[Collected data entries]
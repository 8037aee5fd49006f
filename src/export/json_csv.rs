// src/export/json_csv.rs

use crate::errors::{AppError, AppResult};
use crate::export::{ExchangeRecord, notify_export_success};
use crate::ui::messages::info;
use std::fs::File;
use std::io::Write;
use std::path::Path;

/// Pretty-printed interchange document.
pub fn export_json(records: &[ExchangeRecord], path: &Path) -> AppResult<()> {
    info(format!("Exporting to JSON: {}", path.display()));

    let json_data = serde_json::to_string_pretty(records)
        .map_err(|e| AppError::Serialize(format!("JSON serialization error: {e}")))?;

    let mut file = File::create(path)?;
    file.write_all(json_data.as_bytes())?;
    file.write_all(b"\n")?;

    notify_export_success("JSON", path);
    Ok(())
}

/// Interchange CSV with a named header row.
pub fn export_csv(records: &[ExchangeRecord], path: &Path) -> AppResult<()> {
    info(format!("Exporting to CSV: {}", path.display()));

    let mut wtr = csv::Writer::from_path(path)?;

    if records.is_empty() {
        // serde writes the header with the first row only
        wtr.write_record(crate::export::get_headers())?;
    }
    for item in records {
        wtr.serialize(item)
            .map_err(|e| AppError::Serialize(format!("CSV write error: {e}")))?;
    }

    wtr.flush()?;

    notify_export_success("CSV", path);
    Ok(())
}
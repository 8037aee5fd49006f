use super::RecordStore;
use crate::errors::{AppError, AppResult};
use crate::models::record::{self, PresenceRecord, RecordId, sort_newest_first};
use chrono::{NaiveDate, NaiveTime};
use csv::{ByteRecord, ReaderBuilder, StringRecord, WriterBuilder};
use fs4::fs_std::FileExt;
use std::collections::HashSet;
use std::fs::{self, File, OpenOptions};
use std::io::{self, Read, Seek, SeekFrom, Write};
use std::path::{Path, PathBuf};
use tracing::{debug, info};

/// Flat tabular backend: a CSV file whose first row holds the configured
/// headers and every further row one record, columns in header order
/// (date, time, response, observation, area).
///
/// Writers hold an exclusive lock on a sidecar `<file>.lock`, readers a
/// shared one, so two processes never interleave writes on the same ledger.
pub struct CsvStore {
    path: PathBuf,
    lock_path: PathBuf,
    headers: Vec<String>,
}

enum LockMode {
    Shared,
    Exclusive,
}

impl CsvStore {
    /// Open the ledger at `path`, creating it with a header row if missing.
    pub fn open(path: &Path, headers: &[String]) -> AppResult<Self> {
        if let Some(parent) = path.parent()
            && !parent.as_os_str().is_empty()
        {
            fs::create_dir_all(parent)?;
        }

        let mut lock_name = path.as_os_str().to_owned();
        lock_name.push(".lock");

        let store = Self {
            path: path.to_path_buf(),
            lock_path: PathBuf::from(lock_name),
            headers: headers.to_vec(),
        };

        let _guard = store.lock(LockMode::Exclusive)?;
        store.ensure_file()?;
        store.sync_headers()?;
        Ok(store)
    }

    /// The lock is released when the returned handle is dropped.
    fn lock(&self, mode: LockMode) -> AppResult<File> {
        let file = OpenOptions::new()
            .create(true)
            .read(true)
            .write(true)
            .truncate(false)
            .open(&self.lock_path)?;

        match mode {
            LockMode::Shared => FileExt::lock_shared(&file)?,
            LockMode::Exclusive => FileExt::lock_exclusive(&file)?,
        }
        Ok(file)
    }

    fn ensure_file(&self) -> AppResult<()> {
        let empty = match fs::metadata(&self.path) {
            Ok(m) => m.len() == 0,
            Err(e) if e.kind() == io::ErrorKind::NotFound => true,
            Err(e) => return Err(e.into()),
        };

        if empty {
            let mut wtr = WriterBuilder::new().from_path(&self.path)?;
            wtr.write_record(&self.headers)?;
            wtr.flush()?;
            debug!(path = %self.path.display(), "ledger file created");
        }
        Ok(())
    }

    /// Rewrite the header row when the configured headers changed since the
    /// file was created. Data rows are carried over untouched.
    fn sync_headers(&self) -> AppResult<()> {
        let mut rdr = ReaderBuilder::new()
            .has_headers(false)
            .flexible(true)
            .from_path(&self.path)?;

        let mut rows = rdr.byte_records();
        let current = match rows.next() {
            Some(first) => first?,
            None => return Ok(()),
        };
        if current.iter().eq(self.headers.iter().map(|h| h.as_bytes())) {
            return Ok(());
        }

        let data: Vec<ByteRecord> = rows.collect::<Result<_, _>>()?;
        drop(rdr);
        self.replace_file(|file| {
            let mut wtr = WriterBuilder::new().flexible(true).from_writer(file);
            wtr.write_record(&self.headers)?;
            for row in &data {
                wtr.write_byte_record(row)?;
            }
            wtr.flush()?;
            Ok(())
        })?;

        info!(path = %self.path.display(), "ledger header row updated");
        Ok(())
    }

    /// Number of data rows, without decoding them.
    fn count_rows(&self) -> AppResult<usize> {
        let mut rdr = ReaderBuilder::new()
            .has_headers(true)
            .flexible(true)
            .from_path(&self.path)?;

        let mut n = 0;
        for row in rdr.byte_records() {
            row?;
            n += 1;
        }
        Ok(n)
    }

    /// Build the new content in a temporary sibling and rename it over the
    /// ledger. The ledger keeps its permissions; on any failure it is left
    /// exactly as it was.
    fn replace_file<F>(&self, fill: F) -> AppResult<()>
    where
        F: FnOnce(&mut File) -> AppResult<()>,
    {
        let dir = self
            .path
            .parent()
            .filter(|p| !p.as_os_str().is_empty())
            .unwrap_or(Path::new("."));

        let mut tmp = tempfile::NamedTempFile::new_in(dir)?;
        fill(tmp.as_file_mut())?;
        tmp.as_file().sync_all()?;

        let perms = fs::metadata(&self.path)?.permissions();
        tmp.as_file().set_permissions(perms)?;

        tmp.persist(&self.path).map_err(|e| {
            AppError::Storage(format!("could not replace {}: {}", self.path.display(), e.error))
        })?;
        Ok(())
    }

    /// Records in file order (oldest write first).
    fn read_rows(&self) -> AppResult<Vec<PresenceRecord>> {
        let mut rdr = ReaderBuilder::new()
            .has_headers(true)
            .flexible(true)
            .from_path(&self.path)?;

        let mut out = Vec::new();
        for (i, row) in rdr.records().enumerate() {
            // +2: header row, 1-based lines
            out.push(row_to_record(i + 2, &row?)?);
        }
        Ok(out)
    }

    fn write_rows<W: Write>(dest: W, records: &[&PresenceRecord]) -> AppResult<()> {
        let mut wtr = WriterBuilder::new().has_headers(false).from_writer(dest);
        for rec in records {
            wtr.write_record([
                rec.date_str(),
                rec.time_str(),
                rec.response.clone(),
                rec.observation.clone(),
                rec.area.clone(),
            ])?;
        }
        wtr.flush()?;
        Ok(())
    }
}

fn row_to_record(line: usize, row: &StringRecord) -> AppResult<PresenceRecord> {
    let field = |i: usize| row.get(i).unwrap_or("").to_string();

    let date_str = field(0);
    let time_str = field(1);

    let date = record::parse_date(&date_str).ok_or_else(|| {
        AppError::Decode(format!("ledger line {line}: invalid date '{date_str}'"))
    })?;
    let time = record::parse_time(&time_str).ok_or_else(|| {
        AppError::Decode(format!("ledger line {line}: invalid time '{time_str}'"))
    })?;

    Ok(PresenceRecord {
        date,
        time,
        response: field(2),
        observation: field(3),
        area: field(4),
    })
}

/// Make sure the next appended row starts on its own line.
fn terminate_last_line(file: &mut File) -> io::Result<()> {
    let len = file.seek(SeekFrom::End(0))?;
    if len == 0 {
        return Ok(());
    }
    file.seek(SeekFrom::End(-1))?;
    let mut last = [0u8; 1];
    file.read_exact(&mut last)?;
    file.seek(SeekFrom::End(0))?;
    if last[0] != b'\n' {
        file.write_all(b"\n")?;
    }
    Ok(())
}

impl RecordStore for CsvStore {
    fn append(&mut self, record: &PresenceRecord) -> AppResult<RecordId> {
        let _guard = self.lock(LockMode::Exclusive)?;
        self.ensure_file()?;

        let id = self.count_rows()? as RecordId + 1;

        let mut file = OpenOptions::new().read(true).append(true).open(&self.path)?;
        terminate_last_line(&mut file)?;
        Self::write_rows(&mut file, &[record])?;
        file.sync_all()?;

        debug!(id, date = %record.date_str(), "record appended");
        Ok(id)
    }

    fn list_all(&self) -> AppResult<Vec<PresenceRecord>> {
        let _guard = self.lock(LockMode::Shared)?;
        let mut rows = self.read_rows()?;
        sort_newest_first(&mut rows);
        Ok(rows)
    }

    fn exists(&self, date: NaiveDate, time: NaiveTime) -> AppResult<bool> {
        let _guard = self.lock(LockMode::Shared)?;
        Ok(self.read_rows()?.iter().any(|r| r.key() == (date, time)))
    }

    /// The new file is assembled next to the ledger and renamed over it,
    /// so any failure leaves the original bytes untouched.
    fn import_batch(&mut self, records: &[PresenceRecord]) -> AppResult<usize> {
        let _guard = self.lock(LockMode::Exclusive)?;
        self.ensure_file()?;

        let mut seen: HashSet<(NaiveDate, NaiveTime)> =
            self.read_rows()?.iter().map(PresenceRecord::key).collect();

        let fresh: Vec<&PresenceRecord> = records.iter().filter(|r| seen.insert(r.key())).collect();

        if fresh.is_empty() {
            info!(total = records.len(), "import: nothing new");
            return Ok(0);
        }

        self.replace_file(|file| {
            let mut original = File::open(&self.path)?;
            io::copy(&mut original, file)?;
            terminate_last_line(file)?;
            Self::write_rows(file, &fresh)
        })?;

        info!(inserted = fresh.len(), total = records.len(), "import committed");
        Ok(fresh.len())
    }

    fn location(&self) -> &Path {
        &self.path
    }
}
use crate::cli::parser::Commands;
use crate::config::Config;
use crate::core::config::{ConfigChanges, ConfigLogic};
use crate::errors::{AppError, AppResult};
use crate::ui::messages::{info, success, warning};

/// Handle the `config` subcommand
pub fn handle(cmd: &Commands, cfg: &Config) -> AppResult<()> {
    let Commands::Config {
        print_config,
        check,
        migrate,
        edit_config,
        editor,
        goal,
        areas,
        headers,
        extra_label,
        markers,
    } = cmd
    else {
        return Ok(());
    };

    let changes = ConfigChanges {
        goal: *goal,
        areas: areas.clone(),
        headers: headers.clone(),
        extra_label: extra_label.clone(),
        markers: markers.as_deref().map(split_markers).transpose()?,
    };

    if !changes.is_empty() {
        let mut cfg = cfg.clone();
        ConfigLogic::apply(&mut cfg, changes)?;
        success(format!(
            "Configuration updated (revision {}): {}",
            cfg.revision,
            cfg.config_file().display()
        ));
    }

    if *check {
        let missing = ConfigLogic::check(cfg)?;
        if missing.is_empty() {
            success("Configuration file is complete.");
        } else {
            warning(format!("Missing fields: {}", missing.join(", ")));
            info("Run `presencial config --migrate` to add them.");
        }
    }

    if *migrate {
        let added = ConfigLogic::migrate(cfg)?;
        if added.is_empty() {
            info("Nothing to migrate.");
        } else {
            success(format!("Added fields: {}", added.join(", ")));
        }
    }

    if *print_config {
        println!("📄 Current configuration:\n");
        ConfigLogic::print(cfg)?;
    }

    if *edit_config {
        ConfigLogic::edit(cfg, editor)?;
        success("Configuration file edited.");
    }

    Ok(())
}

fn split_markers(raw: &str) -> AppResult<(String, String)> {
    match raw.split_once(',') {
        Some((yes, no)) if !no.contains(',') => Ok((yes.to_string(), no.to_string())),
        _ => Err(AppError::Config(format!(
            "--markers expects YES,NO (got '{raw}')"
        ))),
    }
}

What needs to be done: Whenever a line of the data above includes the word "next", copy that line.

Worked solution:
        let current = match rows.next() {
/// Make sure the next appended row starts on its own line.
    /// The new file is assembled next to the ledger and renamed over it,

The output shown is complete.